Task brief
Return the lines of the data below exactly. Start at the first and end with the line containing "falls back to".

Data entries
=-=-=

//! Best-effort price extraction from product pages.
//!
//! Extraction is a strategy behind [`PriceExtractor`]: the enrichment stage hands over page
//! content and gets an optional [`Price`] back. The default chain reads structured data
//! first (schema.org microdata, Open Graph product tags, JSON-LD offers) and falls back to
//! scanning the visible text for a currency-marked amount.

use std::str::FromStr;
use std::sync::OnceLock;

use regex::Regex;
use rust_decimal::Decimal;
use scraper::{Html, Selector};
use serde_json::Value;

use crate::models::product::Price;

/// Strategy that locates a price in the content of a product page.
pub trait PriceExtractor: Send + Sync {
    fn extract(&self, page: &str) -> Option<Price>;
}

/// Tries each extractor in order and returns the first price found.
pub struct ChainExtractor {
    extractors: Vec<Box<dyn PriceExtractor>>,
}

impl ChainExtractor {
    pub fn new(extractors: Vec<Box<dyn PriceExtractor>>) -> Self {
        Self { extractors }
    }
}

impl Default for ChainExtractor {
    fn default() -> Self {
        Self::new(vec![
            Box::new(StructuredDataExtractor),
            Box::new(TextPatternExtractor),
        ])
    }
}

impl PriceExtractor for ChainExtractor {
    fn extract(&self, page: &str) -> Option<Price> {
        self.extractors.iter().find_map(|e| e.extract(page))
    }
}

// ── Structured data ──────────────────────────────────────────────────

/// Reads machine-readable price markup.
pub struct StructuredDataExtractor;

impl PriceExtractor for StructuredDataExtractor {
    fn extract(&self, page: &str) -> Option<Price> {
        let document = Html::parse_document(page);
        microdata_price(&document)
            .or_else(|| open_graph_price(&document))
            .or_else(|| json_ld_price(&document))
    }
}

fn first_attr_or_text(document: &Html, selector: &str) -> Option<String> {
    let selector = Selector::parse(selector).ok()?;
    document.select(&selector).find_map(|el| {
        el.value()
            .attr("content")
            .map(str::to_string)
            .or_else(|| Some(el.text().collect::<String>()))
            .map(|s| s.trim().to_string())
            .filter(|s| !s.is_empty())
    })
}

fn microdata_price(document: &Html) -> Option<Price> {
    let amount = first_attr_or_text(document, r#"[itemprop="price"]"#)?;
    let currency = first_attr_or_text(document, r#"[itemprop="priceCurrency"]"#);
    priced(&amount, currency)
}

fn open_graph_price(document: &Html) -> Option<Price> {
    let amount = first_attr_or_text(document, r#"meta[property="product:price:amount"]"#)
        .or_else(|| first_attr_or_text(document, r#"meta[property="og:price:amount"]"#))?;
    let currency = first_attr_or_text(document, r#"meta[property="product:price:currency"]"#)
        .or_else(|| first_attr_or_text(document, r#"meta[property="og:price:currency"]"#));
    priced(&amount, currency)
}

fn json_ld_price(document: &Html) -> Option<Price> {
    let selector = Selector::parse(r#"script[type="application/ld+json"]"#).ok()?;
    document.select(&selector).find_map(|script| {
        let raw = script.text().collect::<String>();
        let value: Value = serde_json::from_str(raw.trim()).ok()?;
        find_offer_price(&value)
    })
}

/// Depth-first search for `offers.price` (or `lowPrice`) anywhere in a JSON-LD document.
fn find_offer_price(value: &Value) -> Option<Price> {
    match value {
        Value::Array(items) => items.iter().find_map(find_offer_price),
        Value::Object(map) => {
            if let Some(offers) = map.get("offers") {
                if let Some(price) = offer_price(offers) {
                    return Some(price);
                }
            }
            map.values().find_map(find_offer_price)
        }
        _ => None,
    }
}

fn offer_price(offers: &Value) -> Option<Price> {
    match offers {
        Value::Array(items) => items.iter().find_map(offer_price),
        Value::Object(map) => {
            let amount = map
                .get("price")
                .or_else(|| map.get("lowPrice"))
                .and_then(json_scalar)?;
            let currency = map.get("priceCurrency").and_then(json_scalar);
            priced(&amount, currency)
        }
        _ => None,
    }
}

fn json_scalar(value: &Value) -> Option<String> {
    match value {
        Value::String(s) => Some(s.clone()),
        Value::Number(n) => Some(n.to_string()),
        _ => None,
    }
}

fn priced(amount: &str, currency: Option<String>) -> Option<Price> {
    let amount = parse_amount(amount)?;
    Some(Price {
        amount,
        currency: currency
            .map(|c| c.trim().to_ascii_uppercase())
            .filter(|c| c.len() == 3 && c.chars().all(|ch| ch.is_ascii_alphabetic())),
    })
}

// ── Visible text ─────────────────────────────────────────────────────

/// Scans the visible page text for an amount next to a currency symbol or code.
pub struct TextPatternExtractor;

impl PriceExtractor for TextPatternExtractor {
    fn extract(&self, page: &str) -> Option<Price> {
        let document = Html::parse_document(page);
        let mut text = String::new();
        for node in document.root_element().descendants() {
            let Some(fragment) = node.value().as_text() else {
                continue;
            };
            let hidden = node
                .parent()
                .and_then(|parent| parent.value().as_element().map(|el| el.name()))
                .is_some_and(|name| matches!(name, "script" | "style" | "noscript"));
            if !hidden {
                text.push_str(fragment);
                text.push(' ');
            }
        }
        find_price_in_text(&text)
    }
}

const AMOUNT: &str = r"\d{1,3}(?:[ ,.\u{a0}]\d{3})+(?:[.,]\d{1,2})?|\d+(?:[.,]\d{1,2})?";

fn prefix_pattern() -> &'static Regex {
    static PATTERN: OnceLock<Regex> = OnceLock::new();
    PATTERN.get_or_init(|| {
        Regex::new(&format!(
            r"(?P<cur>[$€£¥₽]|\b(?:USD|EUR|GBP|JPY|RUB|CAD|AUD)\b)\s?(?P<amount>{AMOUNT})"
        ))
        .expect("valid price prefix pattern")
    })
}

fn suffix_pattern() -> &'static Regex {
    static PATTERN: OnceLock<Regex> = OnceLock::new();
    PATTERN.get_or_init(|| {
        Regex::new(&format!(
            r"(?P<amount>{AMOUNT})\s?(?P<cur>[$€£¥₽]|\b(?:USD|EUR|GBP|JPY|RUB|CAD|AUD)\b|руб\.?)"
        ))
        .expect("valid price suffix pattern")
    })
}

fn currency_code(marker: &str) -> Option<String> {
    let code = match marker {
        "$" => "USD",
        "€" => "EUR",
        "£" => "GBP",
        "¥" => "JPY",
        "₽" | "руб" | "руб." => "RUB",
        code if code.len() == 3 => code,
        _ => return None,
    };
    Some(code.to_string())
}

/// Find the first currency-marked amount in free text.
pub fn find_price_in_text(text: &str) -> Option<Price> {
    [prefix_pattern(), suffix_pattern()]
        .into_iter()
        .filter_map(|pattern| pattern.captures(text))
        .filter_map(|caps| {
            let start = caps.get(0)?.start();
            let amount = parse_amount(caps.name("amount")?.as_str())?;
            let currency = currency_code(caps.name("cur")?.as_str());
            Some((start, Price { amount, currency }))
        })
        .min_by_key(|(start, _)| *start)
        .map(|(_, price)| price)
}

/// Parse a price as written by the search provider: a marked amount or a bare number.
pub fn parse_price_text(text: &str) -> Option<Price> {
    find_price_in_text(text).or_else(|| {
        parse_amount(text).map(|amount| Price {
            amount,
            currency: None,
        })
    })
}

/// Parse a positive amount written with either `.` or `,` as the decimal separator.
pub fn parse_amount(raw: &str) -> Option<Decimal> {
    let cleaned: String = raw
        .trim()
        .chars()
        .filter(|c| !c.is_whitespace() && *c != '\u{a0}')
        .collect();
    if cleaned.is_empty() || !cleaned.chars().all(|c| c.is_ascii_digit() || c == '.' || c == ',') {
        return None;
    }

    let last_dot = cleaned.rfind('.');
    let last_comma = cleaned.rfind(',');
    let normalized = match (last_dot, last_comma) {
        (Some(dot), Some(comma)) => {
            let (decimal_sep, thousands_sep) = if dot > comma { ('.', ',') } else { (',', '.') };
            cleaned
                .replace(thousands_sep, "")
                .replace(decimal_sep, ".")
        }
        (None, Some(_)) => {
            let (head, tail) = cleaned.rsplit_once(',')?;
            if cleaned.matches(',').count() == 1 && (1..=2).contains(&tail.len()) {
                format!("{head}.{tail}")
            } else {
                cleaned.replace(',', "")
            }
        }
        (Some(_), None) if cleaned.matches('.').count() > 1 => cleaned.replace('.', ""),
        _ => cleaned,
    };

    Decimal::from_str(&normalized)
        .ok()
        .filter(|amount| amount.is_sign_positive() && !amount.is_zero())
}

=-=-=

Response
//! Best-effort price extraction from product pages.
//!
//! Extraction is a strategy behind [`PriceExtractor`]: the enrichment stage hands over page
//! content and gets an optional [`Price`] back. The default chain reads structured data
//! first (schema.org microdata, Open Graph product tags, JSON-LD offers) and falls back to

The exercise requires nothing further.